I know how I’d vote.
Scientists at CERN seem to be closing in on the Higgs boson — or, rather, they seem to be placing increasingly tighter bounds on its mass and production cross-section. So tight, in fact, that they are beginning to openly speculate that it doesn’t exist at all.
http://www.foxnews.com/scitech/2011/08/23/god-particle-may-be-mirage-scientists-hint/?test=faces
Of course, I’ve been saying that for twenty-five or so years; not because I didn’t understand the mechanism of "spontaneous symmetry breaking" but because I didn’t believe in it; symmetry, if broken, must be broken through dynamical mechanisms. (If I had published that speculation while I was in grad school, could I be expecting my call from Stockholm this fall? 🙂 Of course, I only formulated it intuitively rather than mathematically, hence the lack of a paper trail. I’ll never make that mistake again. Until the next time…
Anyway, the question which remains is "what comes next." The article says "new physics" without defining that.
I say, following the same intuitive train, most likely preons. My personal "best guess" remains something with the following features:
a) The preons will look something like Harari’s "rishon" model (http://en.wikipedia.org/wiki/Rishon_model) ; however, all of the apparent non-dynamical aspects of the model should be dropped.
b) Mass is derived from the energy density of the color (and hypercolor) fields.
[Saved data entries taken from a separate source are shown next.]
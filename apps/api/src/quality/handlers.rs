use axum::Json;
use serde::Deserialize;

use crate::dataset::{Post, PostMetadata};
use crate::errors::AppError;
use crate::quality::{assess, assess_post, QualityReport};

#[derive(Debug, Deserialize)]
pub struct QualityRequest {
    pub text: String,
    /// Optional stored metadata; when present its rules are checked too.
    #[serde(default)]
    pub metadata: Option<PostMetadata>,
}

/// POST /api/v1/posts/quality
pub async fn handle_quality(
    Json(request): Json<QualityRequest>,
) -> Result<Json<QualityReport>, AppError> {
    if request.text.trim().is_empty() {
        return Err(AppError::Validation("text cannot be empty".to_string()));
    }
    let report = match request.metadata {
        Some(metadata) => {
            let mut post = Post::new("draft", request.text);
            post.metadata = metadata;
            assess_post(&post)
        }
        None => assess(&request.text),
    };
    Ok(Json(report))
}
c) It is plausible that the quarks are expressions of an intermediate structure on the way to a set of preons which also incorporate the electrons. That is, it is plausible to postulate an entity called the sub-quark which is composed of the same set of preons as the electron, with color dynamics as the asymptotic limit of subquark binding in a fashion similar to the role of mesons in nuclear physics.
d) The families of quarks and leptons are generated as excited states of the preons. The model does not preclude higher occurrences, perhaps with properties similar to Weinberg’s Technicolor models which attempt dynamical symmetry breaking to bypass the Higgs mechanism http://en.wikipedia.org/wiki/Technicolor_(physics) . One should not assume that the discovery of Technicolor at LHC eliminates the possibility of preons.
e) Baryon asymmetry in the observed universe is basically a consequence of the dominant preon composition of the primordial fireball at the moment the fireball became transparent to preons.
f) As a corollary to d), and similarly to the rishon model, the net preon-antipreon composition of elementary matter is neutral; that is, the combination of elementary particles (nu-e-bar, e-, p, n) contains a complete set of preons and anti-preons.
g) Supersymmetry manifests either at the preon level or at some more fundamental level of constituents; more likely the latter, since it should be a manifestation of elementary particles at the Planck length – Planck mass scale where gravitation becomes integrated, and we’re still several decades from that.
Jim
I do not pretend competence to comment on this. I can manage relativity up to having to actually solve tensors, but my understanding of quantum mechanics and QED is pretty well descriptive, not comprehension.